[uf-discuss] a very early draft proposal hTagcloud

John Allsopp john at westciv.com
Wed Sep 20 06:32:04 PDT 2006


Drew,
> On 20/9/2006, "Stephen Paul Weber" <singpolyma at gmail.com> wrote:
>
>> Considering the fact that many tagclouds are based on actual numerics
>> (ie, 50 bookmarks on this tag), it might be nice to have access to
>> that information further than just a rating.  imho, styling is not  
>> the
>> microformat's job, the implementor can add extra classes or whatever
>> to make that work if title isn't good enough for that.
>
> It's true that styling is not the job of a microformat, but we must
> seriously consider how it would be styled. If there's not a practical
> way to style the tag cloud, no one will use it and we'd all be wasting
> our time.

I'd have to concur with that. When considering what I felt was, and  
subsequent discussion demonstrates is a reasonably tricky issue, that  
of how to properly markup the weights, or popularity of tags, I kept  
in mind

1. appropriate use of HTML
2. what developers are likely to actually adopt, based on an analysis  
of current practice, my anecdotal knowledge of widespread current  
practices, and a straw poll of some developers I know

One important aspect of the latter is stylability. The title  
attribute of a link if styled with attribute selectors, won't  
actually appear styled in any current released version of IE for  
Windows. So to my mind that excludes using title (at least alone)  
because tagclouds would be effectively useless for the majority of  
todays web users, and so what developer would use title for this?

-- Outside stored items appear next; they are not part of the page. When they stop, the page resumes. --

use console::Style;
use skyframe_core::{Instrument, ReadOptions, ReadResult};

struct Styles {
    title: Style,
    header: Style,
    label: Style,
    value: Style,
    good: Style,
    warn: Style,
    path: Style,
}

impl Styles {
    fn new() -> Self {
        Self {
            title: Style::new().cyan().bold(),
            header: Style::new().cyan().bold(),
            label: Style::new().dim(),
            value: Style::new().bold().white(),
            good: Style::new().green(),
            warn: Style::new().yellow(),
            path: Style::new().underlined(),
        }
    }
}

fn flag(s: &Styles, on: bool) -> String {
    if on {
        s.good.apply_to("yes").to_string()
    } else {
        s.label.apply_to("no").to_string()
    }
}

pub fn print_read_plan(instrument: Instrument, file_count: usize, options: &ReadOptions) {
    let s = Styles::new();

    println!();
    println!("  {}", s.title.apply_to("Skyframe Read"));
    println!("  {}", s.title.apply_to("\u{2550}".repeat(13)));
    println!();
    println!(
        "  {:<14}{}",
        s.label.apply_to("Instrument"),
        s.value.apply_to(instrument)
    );
    println!(
        "  {:<14}{}",
        s.label.apply_to("Files"),
        s.value.apply_to(file_count)
    );
    println!(
        "  {:<14}{}",
        s.label.apply_to("Workers"),
        s.value.apply_to(options.worker_count())
    );
    println!(
        "  {:<14}{}",
        s.label.apply_to("First frame"),
        flag(&s, options.first_frame)
    );
    println!(
        "  {:<14}{}",
        s.label.apply_to("Metadata"),
        flag(&s, !options.no_metadata)
    );
    println!(
        "  {:<14}{}",
        s.label.apply_to("Scratch"),
        s.path.apply_to(options.scratch_dir.display())
    );
    println!();
}

pub fn print_read_summary(result: &ReadResult) {
    let s = Styles::new();

    println!();
    println!("  {}", s.header.apply_to("Result"));
    println!(
        "    {:<12}{}",
        s.label.apply_to("Frames"),
        s.value.apply_to(result.frame_count())
    );
    println!(
        "    {:<12}{}",
        s.label.apply_to("Shape"),
        s.value.apply_to(format!("{:?}", result.images.shape()))
    );
    println!(
        "    {:<12}{}",
        s.label.apply_to("Type"),
        s.value.apply_to(result.images.pixel_type())
    );
    println!();

    if result.problematic.is_empty() {
        println!(
            "  {:<14}{}",
            s.header.apply_to("Problems"),
            s.good.apply_to("none")
        );
    } else {
        println!(
            "  {} ({})",
            s.header.apply_to("Problems"),
            s.warn.apply_to(result.problematic.len())
        );
        for problem in &result.problematic {
            println!(
                "    {}  {}",
                s.path.apply_to(problem.filename.display()),
                s.warn.apply_to(&problem.error_message)
            );
        }
    }
    println!();
}
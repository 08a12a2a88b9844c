pub mod config;
pub mod info;
pub mod read;

use clap::ValueEnum;
use skyframe_core::Instrument;

#[derive(Clone, Copy, ValueEnum)]
pub enum InstrumentArg {
    Nir,
    Blueline,
    Spectrograph,
    Rgb,
}

impl From<InstrumentArg> for Instrument {
    fn from(arg: InstrumentArg) -> Self {
        match arg {
            InstrumentArg::Nir => Instrument::Nir,
            InstrumentArg::Blueline => Instrument::Blueline,
            InstrumentArg::Spectrograph => Instrument::Spectrograph,
            InstrumentArg::Rgb => Instrument::Rgb,
        }
    }
}
use std::path::PathBuf;
use std::sync::atomic::{AtomicUsize, Ordering};

use rayon::prelude::*;
use rayon::ThreadPoolBuilder;
use tracing::{info, warn};

use crate::cancel::CancellationToken;
use crate::codec::DecodeContext;
use crate::config::ReadOptions;
use crate::dispatch::dispatch;
use crate::error::{Result, SkyframeError};
use crate::frame::FileOutcome;
use crate::instrument::InstrumentFormat;
use crate::progress::ProgressReporter;

/// Decode every file, returning one outcome per file in input order.
///
/// With one worker the files are decoded inline on the calling thread;
/// otherwise a dedicated pool of `options.workers` threads is used. Returns
/// `SkyframeError::Cancelled` if `cancel` fires before all files finish.
pub fn read_outcomes(
    files: &[PathBuf],
    format: &InstrumentFormat,
    options: &ReadOptions,
    cancel: &CancellationToken,
    reporter: &dyn ProgressReporter,
) -> Result<Vec<FileOutcome>> {
    let ctx = DecodeContext::new(format, options, cancel);
    let counter = AtomicUsize::new(0);
    let workers = options.worker_count().min(files.len().max(1));

    let run_one = |path: &PathBuf| -> Option<FileOutcome> {
        if cancel.is_cancelled() {
            return None;
        }
        let outcome = dispatch(path, &ctx);
        let done = counter.fetch_add(1, Ordering::Relaxed) + 1;
        reporter.advance(done);
        Some(outcome)
    };

    reporter.begin(files.len());
    info!(
        files = files.len(),
        workers,
        instrument = format.name,
        "Reading files"
    );

    let outcomes: Vec<Option<FileOutcome>> = if workers == 1 {
        files.iter().map(run_one).collect()
    } else {
        match ThreadPoolBuilder::new()
            .num_threads(workers)
            .thread_name(|i| format!("skyframe-worker-{i}"))
            .build()
        {
            Ok(pool) => pool.install(|| files.par_iter().map(run_one).collect()),
            Err(e) => {
                warn!(error = %e, "Worker pool unavailable, decoding inline");
                files.iter().map(run_one).collect()
            }
        }
    };
    reporter.finish();

    if cancel.is_cancelled() {
        info!("Read cancelled, discarding partial results");
        return Err(SkyframeError::Cancelled);
    }
    outcomes
        .into_iter()
        .collect::<Option<Vec<_>>>()
        .ok_or(SkyframeError::Cancelled)
}
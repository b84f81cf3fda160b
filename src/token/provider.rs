//! Cached token provider with a strictly serialized refresh path.
//!
//! [`TokenProvider::acquire`] reuses the cached credential until it falls inside the
//! freshness margin of its expiry, then performs exactly one network refresh no matter
//! how many callers race for it: stale callers queue behind an async guard, re-check
//! freshness once they hold it (double-checked locking), and either observe the
//! credential the in-flight refresh installed or perform the single refresh themselves.

mod metrics;

pub use metrics::AcquireMetrics;

// std
use std::time::Duration as StdDuration;
// crates.io
use reqwest::{StatusCode, header, redirect};
// self
use crate::{
	_prelude::*,
	config::ConfigSnapshot,
	error::{AcquireError, ConfigError},
	obs::{self, AcquireOutcome},
	token::{claims, credential::{Credential, TokenSecret}},
};

/// Cached credential must stay valid this long past "now" to be reused; the margin
/// guards against a request reaching the upstream just as the token expires.
const FRESHNESS_MARGIN: Duration = Duration::seconds(60);
/// Conservative lifetime assigned when the token payload cannot be decoded.
const FALLBACK_TTL: Duration = Duration::seconds(300);
/// Client-side timeout on the refresh network call; a timed-out refresh is a failure.
const REFRESH_TIMEOUT: StdDuration = StdDuration::from_secs(5);

#[derive(Deserialize)]
struct TokenEndpointResponse {
	value: String,
}

/// Owns the process-wide cached credential and its serialized refresh path.
///
/// Constructed once at startup and shared behind an [`Arc`]; the cached credential and
/// refresh guard are the only mutable state in the process.
pub struct TokenProvider {
	http_client: ReqwestClient,
	request_url: Url,
	request_bearer: TokenSecret,
	hostname: String,
	cached: RwLock<Option<Credential>>,
	refresh_guard: AsyncMutex<()>,
	/// Shared counters describing cache and refresh behavior.
	pub acquire_metrics: Arc<AcquireMetrics>,
}
impl TokenProvider {
	/// Builds a provider from the startup snapshot, provisioning its HTTP client.
	///
	/// Token requests never follow redirects; the endpoint must answer directly.
	pub fn new(config: &ConfigSnapshot) -> Result<Self, ConfigError> {
		let http_client = ReqwestClient::builder()
			.timeout(REFRESH_TIMEOUT)
			.redirect(redirect::Policy::none())
			.build()
			.map_err(|e| ConfigError::HttpClientBuild { source: e })?;

		Ok(Self {
			http_client,
			request_url: config.token_request_url.clone(),
			request_bearer: config.token_request_bearer.clone(),
			hostname: config.oidc_hostname.clone(),
			cached: RwLock::new(None),
			refresh_guard: AsyncMutex::new(()),
			acquire_metrics: Default::default(),
		})
	}

	/// Returns a credential valid beyond the freshness margin, refreshing at most once.
	///
	/// Failures are returned to the caller and never poison the cached credential; the
	/// next acquisition retries independently.
	pub async fn acquire(&self) -> Result<Credential, AcquireError> {
		self.acquire_metrics.record_attempt();
		obs::record_acquire_outcome(AcquireOutcome::Attempt);

		if let Some(credential) = self.cached_fresh(OffsetDateTime::now_utc()) {
			tracing::debug!(expires_at = %credential.expires_at(), "Reusing cached identity token.");

			return Ok(self.cache_hit(credential));
		}

		let _refresh = self.refresh_guard.lock().await;

		// A waiter may find the credential already rotated by the refresh it queued behind.
		if let Some(credential) = self.cached_fresh(OffsetDateTime::now_utc()) {
			tracing::debug!(
				expires_at = %credential.expires_at(),
				"Identity token was refreshed while waiting."
			);

			return Ok(self.cache_hit(credential));
		}

		match self.refresh().await {
			Ok(credential) => {
				*self.cached.write() = Some(credential.clone());
				self.acquire_metrics.record_refresh();
				obs::record_acquire_outcome(AcquireOutcome::Refreshed);

				Ok(credential)
			},
			Err(err) => {
				self.acquire_metrics.record_failure();
				obs::record_acquire_outcome(AcquireOutcome::Failure);

				Err(err)
			},
		}
	}

	fn cache_hit(&self, credential: Credential) -> Credential {
		self.acquire_metrics.record_cache_hit();
		obs::record_acquire_outcome(AcquireOutcome::CacheHit);

		credential
	}

	fn cached_fresh(&self, instant: OffsetDateTime) -> Option<Credential> {
		self.cached
			.read()
			.as_ref()
			.filter(|credential| credential.is_fresh_at(instant, FRESHNESS_MARGIN))
			.cloned()
	}

	async fn refresh(&self) -> Result<Credential, AcquireError> {
		tracing::info!("Fetching a new identity token.");

		let response = self
			.http_client
			.get(self.request_url.clone())
			.header(header::HOST, self.hostname.as_str())
			.header(header::ACCEPT, "application/json")
			.bearer_auth(self.request_bearer.expose())
			.send()
			.await?;
		let status = response.status();

		if status != StatusCode::OK {
			return Err(AcquireError::Endpoint { status: status.as_u16() });
		}

		let body = response.bytes().await?;
		let mut deserializer = serde_json::Deserializer::from_slice(&body);
		let payload = serde_path_to_error::deserialize::<_, TokenEndpointResponse>(&mut deserializer)
			.map_err(|e| AcquireError::ResponseParse { source: e })?;

		if payload.value.is_empty() {
			return Err(AcquireError::EmptyToken);
		}

		let now = OffsetDateTime::now_utc();
		let expires_at = match claims::decode_expiry(&payload.value) {
			Ok(instant) => instant,
			Err(err) => {
				// Degraded, not fatal: accept the token with a conservative lifetime.
				tracing::warn!(
					error = %err,
					fallback_secs = FALLBACK_TTL.whole_seconds(),
					"Could not decode token expiry; applying the conservative default."
				);

				now + FALLBACK_TTL
			},
		};

		tracing::info!(expires_at = %expires_at, "Identity token fetched.");

		Ok(Credential::new(payload.value, expires_at))
	}
}
impl Debug for TokenProvider {
	fn fmt(&self, f: &mut Formatter) -> FmtResult {
		f.debug_struct("TokenProvider")
			.field("request_url", &self.request_url.as_str())
			.field("hostname", &self.hostname)
			.field("request_bearer", &self.request_bearer)
			.finish()
	}
}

It's an interesting issue. In the case of some microformats, for  
example rating is hReview, or XFN, it's not that big a deal. But  
tagclouds are somewhat different - the visual nature of them is a  
strong driver of their appeal.

This raises a secondary issue, straight from the uf process

http://microformats.org/wiki/process#Propose_a_Microformat

If I looked at this microformat in a browser that didn't support CSS  
or had CSS turned off, would it still be human-readable?
Are this format's elements stylable with CSS?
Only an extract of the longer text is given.